● **Task objective**: From the entries below, copy every line holding the word "FailFast".

● **Information supplied**:

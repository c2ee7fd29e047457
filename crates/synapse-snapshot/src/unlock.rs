//! Unlock items: claims moving locally owned outputs to the successor ledger.

use crate::{Error, Result, UtxoFilter};
use bitcoin::absolute::LockTime;
use bitcoin::transaction::Version;
use bitcoin::{OutPoint, ScriptBuf, Sequence, Transaction, TxIn, TxOut, Txid, Witness};
use synapse_ledger::{EntrySource, LedgerEntry, entry_key};

/// Access to the set of transactions the local wallet considers its own.
pub trait Wallet {
    fn owned_transactions(&self) -> Vec<Txid>;
}

/// Produces the authorization (redeem data) spending an output in a claim.
pub trait Signer {
    /// Signs input 0 of `claim`, which spends `prevout` at `outpoint`.
    ///
    /// Returns `None` if the output cannot be signed for.
    fn sign_claim(&self, outpoint: &OutPoint, prevout: &TxOut, claim: &Transaction)
        -> Option<Vec<u8>>;
}

/// What to do with an output the signer refuses.
#[derive(Debug, Clone, Copy, Default, PartialEq, Eq)]
pub enum SigningFailurePolicy {
    /// Emit the item with empty redeem data.
    #[default]
    EmitEmpty,
    /// Leave the output out.
    Drop,
    /// Abort the whole enumeration.
    FailFast,
}

impl std::str::FromStr for SigningFailurePolicy {
    type Err = String;

    fn from_str(s: &str) -> std::result::Result<Self, Self::Err> {
        match s {
            "emit-empty" => Ok(Self::EmitEmpty),
            "drop" => Ok(Self::Drop),
            "fail-fast" => Ok(Self::FailFast),
            other => Err(format!(
                "unknown signing failure policy `{other}`, \
                 expected one of: emit-empty, drop, fail-fast"
            )),
        }
    }
}

/// A claim on one ledger output.
#[derive(Debug, Clone, PartialEq, Eq)]
pub struct UnlockItem {
    pub outpoint: OutPoint,
    pub script_pubkey: ScriptBuf,
    /// Output value in satoshis.
    pub amount: u64,
    /// Authorization produced by the signer, empty if signing failed.
    pub redeem: Vec<u8>,
}

impl UnlockItem {
    pub fn is_signed(&self) -> bool {
        !self.redeem.is_empty()
    }
}

/// Builds the synthetic transaction a claim signature commits to.
///
/// Version 1, no lock time, one input spending `outpoint` and no outputs.
pub fn claim_skeleton(outpoint: OutPoint) -> Transaction {
    Transaction {
        version: Version::ONE,
        lock_time: LockTime::ZERO,
        input: vec![TxIn {
            previous_output: outpoint,
            script_sig: ScriptBuf::new(),
            sequence: Sequence::MAX,
            witness: Witness::new(),
        }],
        output: Vec::new(),
    }
}

/// Builds unlock items for every unspent output of the wallet's transactions.
///
/// Transactions missing from the ledger, whose record does not decode, or whose record
/// fails `filter`, are skipped. The
/// signer is asked exactly once per output; refusals are handled according to `policy`.
pub fn build_unlock_items<S, W>(
    source: &S,
    wallet: &W,
    filter: UtxoFilter,
    policy: SigningFailurePolicy,
) -> Result<Vec<UnlockItem>>
where
    S: EntrySource,
    W: Wallet + Signer,
{
    let mut items = Vec::new();
    let mut unsigned = 0usize;

    for txid in wallet.owned_transactions() {
        let Some(value) = source.get(&entry_key(&txid))? else {
            tracing::debug!("Wallet transaction {txid} has no unspent record");
            continue;
        };

        let entry = match LedgerEntry::decode(&value) {
            Ok(entry) => entry,
            Err(err) => {
                tracing::trace!("Skipping malformed record {txid}: {err}");
                continue;
            }
        };

        if !filter.accept_entry(&entry) {
            continue;
        }

        for (outpoint, output) in filter.eligible_outputs(txid, &entry) {
            let prevout = output.to_txout();
            let claim = claim_skeleton(outpoint);

            let redeem = match wallet.sign_claim(&outpoint, &prevout, &claim) {
                Some(redeem) => redeem,
                None => match policy {
                    SigningFailurePolicy::EmitEmpty => {
                        unsigned += 1;
                        Vec::new()
                    }
                    SigningFailurePolicy::Drop => {
                        tracing::debug!("Dropping unsignable output {outpoint}");
                        continue;
                    }
                    SigningFailurePolicy::FailFast => return Err(Error::SigningFailed(outpoint)),
                },
            };

            items.push(UnlockItem {
                outpoint,
                script_pubkey: prevout.script_pubkey,
                amount: output.amount,
                redeem,
            });
        }
    }

    if unsigned > 0 {
        tracing::warn!("{unsigned} unlock items were emitted without redeem data");
    }

    tracing::info!("Built {} unlock items", items.len());

    Ok(items)
}
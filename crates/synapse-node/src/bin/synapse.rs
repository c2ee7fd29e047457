fn main() -> synapse_node::Result<()> {
    synapse_node::run()
}
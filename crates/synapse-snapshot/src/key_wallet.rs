//! In-memory key wallet signing legacy claims.

use crate::leaves::UtxoStream;
use crate::unlock::{Signer, Wallet};
use crate::{Error, Result, UtxoFilter};
use bitcoin::hashes::Hash;
use bitcoin::script::{Builder, PushBytesBuf};
use bitcoin::secp256k1::{All, Message, Secp256k1};
use bitcoin::sighash::SighashCache;
use bitcoin::{
    EcdsaSighashType, OutPoint, PrivateKey, PublicKey, ScriptBuf, Transaction, TxOut, Txid,
};
use std::collections::{BTreeSet, HashMap};
use std::io::BufRead;
use synapse_ledger::EntrySource;

/// Script templates the wallet can sign for.
#[derive(Debug, Clone, Copy, PartialEq, Eq)]
enum ScriptKind {
    P2pkh,
    P2pk,
}

/// A wallet of secp256k1 keys.
///
/// Owns every output paying to one of its keys through P2PKH or P2PK.
pub struct KeyWallet {
    secp: Secp256k1<All>,
    keys: Vec<(PrivateKey, PublicKey)>,
    scripts: HashMap<ScriptBuf, (usize, ScriptKind)>,
    transactions: BTreeSet<Txid>,
}

impl Default for KeyWallet {
    fn default() -> Self {
        Self::new()
    }
}

impl KeyWallet {
    pub fn new() -> Self {
        Self {
            secp: Secp256k1::new(),
            keys: Vec::new(),
            scripts: HashMap::new(),
            transactions: BTreeSet::new(),
        }
    }

    /// Reads WIF encoded keys, one per line. Blank lines and `#` comments are ignored.
    pub fn from_wif_lines<R: BufRead>(reader: R) -> Result<Self> {
        let mut wallet = Self::new();
        for line in reader.lines() {
            let line = line?;
            let line = line.trim();
            if line.is_empty() || line.starts_with('#') {
                continue;
            }
            let private_key =
                PrivateKey::from_wif(line).map_err(|err| Error::InvalidKey(err.to_string()))?;
            wallet.add_key(private_key);
        }
        Ok(wallet)
    }

    /// Adds a key, returning its public key.
    pub fn add_key(&mut self, private_key: PrivateKey) -> PublicKey {
        let public_key = private_key.public_key(&self.secp);
        let index = self.keys.len();
        self.keys.push((private_key, public_key));
        self.scripts.insert(
            ScriptBuf::new_p2pkh(&public_key.pubkey_hash()),
            (index, ScriptKind::P2pkh),
        );
        self.scripts
            .insert(ScriptBuf::new_p2pk(&public_key), (index, ScriptKind::P2pk));
        public_key
    }

    pub fn key_count(&self) -> usize {
        self.keys.len()
    }

    pub fn is_mine(&self, script_pubkey: &ScriptBuf) -> bool {
        self.scripts.contains_key(script_pubkey)
    }

    /// Marks a transaction as belonging to the wallet.
    pub fn track(&mut self, txid: Txid) {
        self.transactions.insert(txid);
    }

    /// Scans the ledger and tracks every transaction with an output paying to the wallet.
    ///
    /// Returns the number of newly tracked transactions.
    pub fn discover<S: EntrySource>(&mut self, source: &S, filter: UtxoFilter) -> Result<usize> {
        let mut found = 0;
        for utxo in UtxoStream::new(source, filter)? {
            let utxo = utxo?;
            let script = utxo.output.script();
            if self.is_mine(&script) && self.transactions.insert(utxo.outpoint.txid) {
                found += 1;
            }
        }

        tracing::info!("Discovered {found} wallet transactions");

        Ok(found)
    }
}

impl Wallet for KeyWallet {
    fn owned_transactions(&self) -> Vec<Txid> {
        self.transactions.iter().copied().collect()
    }
}

impl Signer for KeyWallet {
    fn sign_claim(
        &self,
        outpoint: &OutPoint,
        prevout: &TxOut,
        claim: &Transaction,
    ) -> Option<Vec<u8>> {
        let (index, kind) = *self.scripts.get(&prevout.script_pubkey)?;
        let (private_key, public_key) = &self.keys[index];

        let input_index = claim
            .input
            .iter()
            .position(|input| input.previous_output == *outpoint)?;

        let sighash = match SighashCache::new(claim).legacy_signature_hash(
            input_index,
            &prevout.script_pubkey,
            EcdsaSighashType::All.to_u32(),
        ) {
            Ok(sighash) => sighash,
            Err(err) => {
                tracing::debug!("Failed to compute sighash for {outpoint}: {err}");
                return None;
            }
        };

        let msg = Message::from_digest(sighash.to_byte_array());
        let signature = bitcoin::ecdsa::Signature {
            signature: self.secp.sign_ecdsa(&msg, &private_key.inner),
            sighash_type: EcdsaSighashType::All,
        };

        let signature = PushBytesBuf::try_from(signature.to_vec()).ok()?;
        let builder = Builder::new().push_slice(signature);
        let script_sig = match kind {
            ScriptKind::P2pkh => builder.push_key(public_key),
            ScriptKind::P2pk => builder,
        }
        .into_script();

        Some(script_sig.into_bytes())
    }
}
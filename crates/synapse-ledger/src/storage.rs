//! Ledger storage implementation using RocksDB.

use crate::source::{EntrySource, RawCursor};
use crate::{Error, LedgerEntry, Result, cf, entry_key};
use bitcoin::Txid;
use rocksdb::{ColumnFamilyDescriptor, DB, Options, WriteBatch};
use std::path::Path;

/// On-disk ledger of transaction records.
pub struct LedgerDb {
    /// RocksDB instance.
    db: DB,
}

impl LedgerDb {
    /// Open or create the ledger at the given path.
    pub fn open(path: &Path) -> Result<Self> {
        let mut db_opts = Options::default();
        db_opts.create_if_missing(true);
        db_opts.create_missing_column_families(true);
        db_opts.set_compression_type(rocksdb::DBCompressionType::Lz4);

        // Enable bloom filters for faster point lookups
        let mut block_opts = rocksdb::BlockBasedOptions::default();
        block_opts.set_bloom_filter(10.0, false);
        db_opts.set_block_based_table_factory(&block_opts);

        let cf_descriptors = vec![ColumnFamilyDescriptor::new(cf::COINS, Options::default())];

        let db = DB::open_cf_descriptors(&db_opts, path, cf_descriptors)?;

        tracing::info!("Opened ledger at {}", path.display());

        Ok(Self { db })
    }

    /// Open an existing ledger without the right to write.
    pub fn open_read_only(path: &Path) -> Result<Self> {
        let db_opts = Options::default();
        let db = DB::open_cf_for_read_only(&db_opts, path, [cf::COINS], false)?;

        tracing::info!("Opened ledger at {} (read-only)", path.display());

        Ok(Self { db })
    }

    /// Store the record of `txid`, replacing any previous one.
    ///
    /// A fully spent record is removed instead.
    pub fn put_entry(&self, txid: &Txid, entry: &LedgerEntry) -> Result<()> {
        let cf = self.db.cf_handle(cf::COINS).ok_or(Error::NotInitialized)?;
        let key = entry_key(txid);
        if entry.is_fully_spent() {
            self.db.delete_cf(cf, key)?;
        } else {
            self.db.put_cf(cf, key, entry.encode()?)?;
        }
        Ok(())
    }

    pub fn delete_entry(&self, txid: &Txid) -> Result<()> {
        let cf = self.db.cf_handle(cf::COINS).ok_or(Error::NotInitialized)?;
        self.db.delete_cf(cf, entry_key(txid))?;
        Ok(())
    }

    /// Write raw bytes under an arbitrary key.
    ///
    /// Foreign records (other tags, metadata) share the keyspace with transaction records.
    pub fn put_raw(&self, key: &[u8], value: &[u8]) -> Result<()> {
        let cf = self.db.cf_handle(cf::COINS).ok_or(Error::NotInitialized)?;
        self.db.put_cf(cf, key, value)?;
        Ok(())
    }

    /// Import records in a single atomic batch.
    ///
    /// Returns the number of records written.
    pub fn bulk_import(
        &self,
        entries: impl IntoIterator<Item = (Txid, LedgerEntry)>,
    ) -> Result<usize> {
        let cf = self.db.cf_handle(cf::COINS).ok_or(Error::NotInitialized)?;

        let mut batch = WriteBatch::default();
        let mut count = 0;

        for (txid, entry) in entries {
            if entry.is_fully_spent() {
                continue;
            }
            batch.put_cf(cf, entry_key(&txid), entry.encode()?);
            count += 1;
        }

        self.db.write(batch)?;

        tracing::debug!("Imported {count} ledger records");

        Ok(count)
    }
}

impl EntrySource for LedgerDb {
    type Cursor<'a> = LedgerCursor<'a>;

    fn cursor(&self) -> Result<Self::Cursor<'_>> {
        let cf = self.db.cf_handle(cf::COINS).ok_or(Error::NotInitialized)?;
        let mut iter = self.db.raw_iterator_cf(cf);
        iter.seek_to_first();
        Ok(LedgerCursor { iter })
    }

    fn get(&self, key: &[u8]) -> Result<Option<Vec<u8>>> {
        let cf = self.db.cf_handle(cf::COINS).ok_or(Error::NotInitialized)?;
        Ok(self.db.get_cf(cf, key)?)
    }
}

/// Raw cursor over the ledger column family, in lexicographic key order.
pub struct LedgerCursor<'a> {
    iter: rocksdb::DBRawIterator<'a>,
}

impl RawCursor for LedgerCursor<'_> {
    fn seek_to_first(&mut self) {
        self.iter.seek_to_first();
    }

    fn valid(&self) -> bool {
        self.iter.valid()
    }

    fn next(&mut self) {
        self.iter.next();
    }

    fn key(&self) -> Option<&[u8]> {
        self.iter.key()
    }

    fn value(&self) -> Option<&[u8]> {
        self.iter.value()
    }

    fn status(&self) -> Result<()> {
        Ok(self.iter.status()?)
    }
}
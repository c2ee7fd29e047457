//! Eligibility of ledger records for the snapshot.

use bitcoin::{OutPoint, Txid};
use synapse_ledger::{LedgerEntry, TxOutEntry, parse_entry_key};

/// Decides which ledger records and outputs take part in the snapshot.
///
/// A record is eligible when its key is a transaction record, it still holds unspent
/// value and its height lies in `[min_height, max_height]`. Within an eligible record,
/// every unspent output is eligible.
#[derive(Debug, Clone, Copy, PartialEq, Eq, serde::Serialize, serde::Deserialize)]
#[serde(default)]
pub struct UtxoFilter {
    /// Lowest admitted block height, inclusive.
    pub min_height: u32,
    /// Highest admitted block height, inclusive.
    pub max_height: u32,
}

impl Default for UtxoFilter {
    fn default() -> Self {
        Self {
            min_height: 0,
            max_height: u32::MAX,
        }
    }
}

impl UtxoFilter {
    pub fn new(min_height: Option<u32>, max_height: Option<u32>) -> Self {
        let default = Self::default();
        Self {
            min_height: min_height.unwrap_or(default.min_height),
            max_height: max_height.unwrap_or(default.max_height),
        }
    }

    /// Returns the txid if `key` is a transaction record key.
    pub fn accept_key(&self, key: &[u8]) -> Option<Txid> {
        parse_entry_key(key)
    }

    pub fn contains_height(&self, height: u32) -> bool {
        (self.min_height..=self.max_height).contains(&height)
    }

    pub fn accept_entry(&self, entry: &LedgerEntry) -> bool {
        entry.unspent_amount() > 0 && self.contains_height(entry.height)
    }

    /// Decodes a raw record and applies the record level checks.
    ///
    /// Malformed records are skipped.
    pub fn accept_record(&self, key: &[u8], value: &[u8]) -> Option<(Txid, LedgerEntry)> {
        let txid = self.accept_key(key)?;
        let entry = match LedgerEntry::decode(value) {
            Ok(entry) => entry,
            Err(err) => {
                tracing::trace!("Skipping malformed record {txid}: {err}");
                return None;
            }
        };
        self.accept_entry(&entry).then_some((txid, entry))
    }

    /// Iterates over the eligible outputs of an accepted record.
    pub fn eligible_outputs<'a>(
        &self,
        txid: Txid,
        entry: &'a LedgerEntry,
    ) -> impl Iterator<Item = (OutPoint, &'a TxOutEntry)> + use<'a> {
        entry
            .unspent()
            .map(move |(vout, output)| (OutPoint::new(txid, vout), output))
    }
}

● **Output of the exercise**:
    FailFast,
            "fail-fast" => Ok(Self::FailFast),
                    SigningFailurePolicy::FailFast => return Err(Error::SigningFailed(outpoint)),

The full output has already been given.